The center is designed to recognize former university President William Thomas Greer Jr.’s commitment to sustainability. To that end, the LEED Gold-certified building has created an inspiring sense of place and emerged as a standard-bearer for how architecture and design can advance hands-on learning opportunities and connect students to a greater sense of purpose as active stewards of their campus.
“The jury loved how this building promotes an ethic of sustainability and creates a multitude of teaching opportunities,” noted the jury. “The atrium is a warm and intimate space with a good connection to the labs. It is integrated with the geography and promotes connection with the outdoors. This is an educational facility that promotes collaboration between students.”

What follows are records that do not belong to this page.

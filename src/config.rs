//! Configuration types for outline extraction.
//!
//! All extraction behaviour is controlled through [`ExtractConfig`], built
//! via its [`ExtractConfigBuilder`]. Keeping every knob in one struct makes
//! it trivial to share configs across tasks, log them, and diff two runs to
//! understand why their outputs differ.
//!
//! # Design choice: builder over constructor
//! A ten-field constructor is unreadable and breaks on every new field. The
//! builder lets callers set only what they care about and rely on documented
//! defaults for the rest.

use crate::error::ExtractError;
use crate::progress::ExtractProgressCallback;
use std::fmt;
use std::path::PathBuf;
use std::sync::Arc;

/// Configuration for an outline extraction session.
///
/// Built via [`ExtractConfig::builder()`] or using
/// [`ExtractConfig::default()`].
///
/// # Example
/// ```rust
/// use outline2md::ExtractConfig;
///
/// let config = ExtractConfig::builder()
///     .output_path("notes.md")
///     .scroll_step(400)
///     .stall_threshold(8)
///     .build()
///     .unwrap();
/// ```
#[derive(Clone)]
pub struct ExtractConfig {
    /// Path of the Markdown output file. Default: `out.md`.
    pub output_path: PathBuf,

    /// Directory for captured canvas images. Default: the output file's
    /// parent directory. Created on first capture if missing.
    pub image_dir: Option<PathBuf>,

    /// Vertical scroll distance per gesture in pixels. Default: 250.
    ///
    /// Smaller steps give the virtualised renderer more chances to
    /// materialise every block; larger steps finish faster on documents
    /// that render eagerly.
    pub scroll_step: i64,

    /// Upper bound on one scroll gesture in milliseconds. Default: 1000.
    ///
    /// The gesture only needs to be dispatched. A WebDriver round-trip that
    /// hangs past this bound is abandoned and the pass continues; the next
    /// pass scrolls again.
    pub gesture_timeout_ms: u64,

    /// Wait after each scroll for the renderer to settle, in milliseconds.
    /// Default: 3000.
    ///
    /// Virtualised outlines load content asynchronously after a scroll.
    /// Lowering this speeds up extraction but risks passes that see nothing
    /// new and push the stall counter toward a premature convergence.
    pub settle_delay_ms: u64,

    /// Consecutive no-new-content passes before declaring convergence.
    /// Default: 5.
    pub stall_threshold: u32,

    /// Failed capture attempts before a canvas is given up on. Default: 8.
    /// `None` retries forever (a canvas the renderer never paints then keeps
    /// the session scrolling until the stall threshold ends it).
    pub max_canvas_attempts: Option<u32>,

    /// Wait before the first pass so the initial viewport renders, in
    /// milliseconds. Default: 1000.
    pub initial_wait_ms: u64,

    /// Progress callback invoked on pass and capture events.
    pub progress_callback: Option<Arc<dyn ExtractProgressCallback>>,
}

impl Default for ExtractConfig {
    fn default() -> Self {
        Self {
            output_path: PathBuf::from("out.md"),
            image_dir: None,
            scroll_step: 250,
            gesture_timeout_ms: 1000,
            settle_delay_ms: 3000,
            stall_threshold: 5,
            max_canvas_attempts: Some(8),
            initial_wait_ms: 1000,
            progress_callback: None,
        }
    }
}

impl fmt::Debug for ExtractConfig {
    fn fmt(&self, f: &mut fmt::Formatter<'_>) -> fmt::Result {
        f.debug_struct("ExtractConfig")
            .field("output_path", &self.output_path)
            .field("image_dir", &self.image_dir)
            .field("scroll_step", &self.scroll_step)
            .field("gesture_timeout_ms", &self.gesture_timeout_ms)
            .field("settle_delay_ms", &self.settle_delay_ms)
            .field("stall_threshold", &self.stall_threshold)
            .field("max_canvas_attempts", &self.max_canvas_attempts)
            .field("initial_wait_ms", &self.initial_wait_ms)
            .field(
                "progress_callback",
                &self.progress_callback.as_ref().map(|_| "<dyn ExtractProgressCallback>"),
            )
            .finish()
    }
}

impl ExtractConfig {
    /// Create a new builder for `ExtractConfig`.
    pub fn builder() -> ExtractConfigBuilder {
        ExtractConfigBuilder {
            config: Self::default(),
        }
    }

    /// Directory canvas images are written to.
    pub fn resolved_image_dir(&self) -> PathBuf {
        match &self.image_dir {
            Some(dir) => dir.clone(),
            None => self
                .output_path
                .parent()
                .map(PathBuf::from)
                .unwrap_or_else(|| PathBuf::from(".")),
        }
    }
}

/// Builder for [`ExtractConfig`].
#[derive(Debug)]
pub struct ExtractConfigBuilder {
    config: ExtractConfig,
}

impl ExtractConfigBuilder {
    pub fn output_path(mut self, path: impl Into<PathBuf>) -> Self {
        self.config.output_path = path.into();
        self
    }

    pub fn image_dir(mut self, dir: impl Into<PathBuf>) -> Self {
        self.config.image_dir = Some(dir.into());
        self
    }

    pub fn scroll_step(mut self, px: i64) -> Self {
        self.config.scroll_step = px;
        self
    }

    pub fn gesture_timeout_ms(mut self, ms: u64) -> Self {
        self.config.gesture_timeout_ms = ms;
        self
    }

    pub fn settle_delay_ms(mut self, ms: u64) -> Self {
        self.config.settle_delay_ms = ms;
        self
    }

    pub fn stall_threshold(mut self, n: u32) -> Self {
        self.config.stall_threshold = n;
        self
    }

    pub fn max_canvas_attempts(mut self, n: Option<u32>) -> Self {
        self.config.max_canvas_attempts = n;
        self
    }

    pub fn initial_wait_ms(mut self, ms: u64) -> Self {
        self.config.initial_wait_ms = ms;
        self
    }

    pub fn progress_callback(mut self, cb: Arc<dyn ExtractProgressCallback>) -> Self {
        self.config.progress_callback = Some(cb);
        self
    }

    /// Build the configuration, validating constraints.
    pub fn build(self) -> Result<ExtractConfig, ExtractError> {
        let c = &self.config;
        if c.stall_threshold == 0 {
            return Err(ExtractError::InvalidConfig(
                "stall_threshold must be at least 1".into(),
            ));
        }
        if c.scroll_step == 0 {
            return Err(ExtractError::InvalidConfig(
                "scroll_step must be non-zero".into(),
            ));
        }
        if c.gesture_timeout_ms == 0 {
            return Err(ExtractError::InvalidConfig(
                "gesture_timeout_ms must be at least 1".into(),
            ));
        }
        if matches!(c.max_canvas_attempts, Some(0)) {
            return Err(ExtractError::InvalidConfig(
                "max_canvas_attempts must be at least 1 (or unset)".into(),
            ));
        }
        Ok(self.config)
    }
}
//! Pipeline stages for outline-to-Markdown extraction.
//!
//! Each submodule implements exactly one transformation step. Keeping stages
//! separate makes each independently testable and lets us swap
//! implementations (e.g. a different capability provider) without touching
//! other stages.
//!
//! ## Data Flow
//!
//! ```text
//! scan ──▶ block ──▶ inline / media ──▶ writer
//! (discover) (dispatch)  (runs / canvas)  (indent + append)
//! ```
//!
//! 1. [`scan`]   — discover blocks under a scope, read identities, classify
//! 2. [`block`]  — per-kind fragment conversion, recursing into list children
//! 3. [`inline`] — rich-text runs within a text line
//! 4. [`media`]  — canvas export, validation, persistence, dedup
//! 5. [`writer`] — depth indentation and the append-only output sink
//!
//! The pass loop driving these lives in [`crate::extract`].

pub(crate) mod block;
pub mod inline;
pub(crate) mod media;
pub mod scan;
pub mod writer;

“The atrium is a warm and intimate space with a good connection to the labs. It is integrated with the geography and promotes connection with the outdoors. This is an educational facility that promotes collaboration between students.”- Jury comment
The building is an immersive science experience for the entire campus, not just science majors. The team stacked and centered teaching labs within the building, tying wayfinding, program adjacencies, and visual proximities to the lab experience through its fully glazed, quad-facing walls. Science is on full display for the small liberal arts community, and the orchestrated transparency between key spaces engenders greater connectivity among students and faculty. Rather than tie the labs to specific departments, they have been organized around atmosphere, biosphere, hydrosphere, and geosphere. Support spaces flank each teaching lab and support specialized investigations.
Interactive details complement the building’s transparency, animating it as a teaching tool. Educational signage throughout explains the wide range of sustainable materials and systems used to construct it, and a building dashboard provides real-time data visualizations that track the effectiveness of the center’s geothermal heat exchangers and photovoltaic panels. Sustainable features, including constructed wetlands and the center’s green roof, are made available to students studying flora and fauna.
In its celebration of place-based investigations and collaborations, the center draws students, faculty, and local research opportunities into its orbit. Building resources were developed to leverage partnerships with many environmental agencies and organizations in the Chesapeake Bay region, providing them with a platform at the university. This initiative has extended the center’s footprint and fostered a culture that fulfills the university’s mission to engage students in applied learning experiences.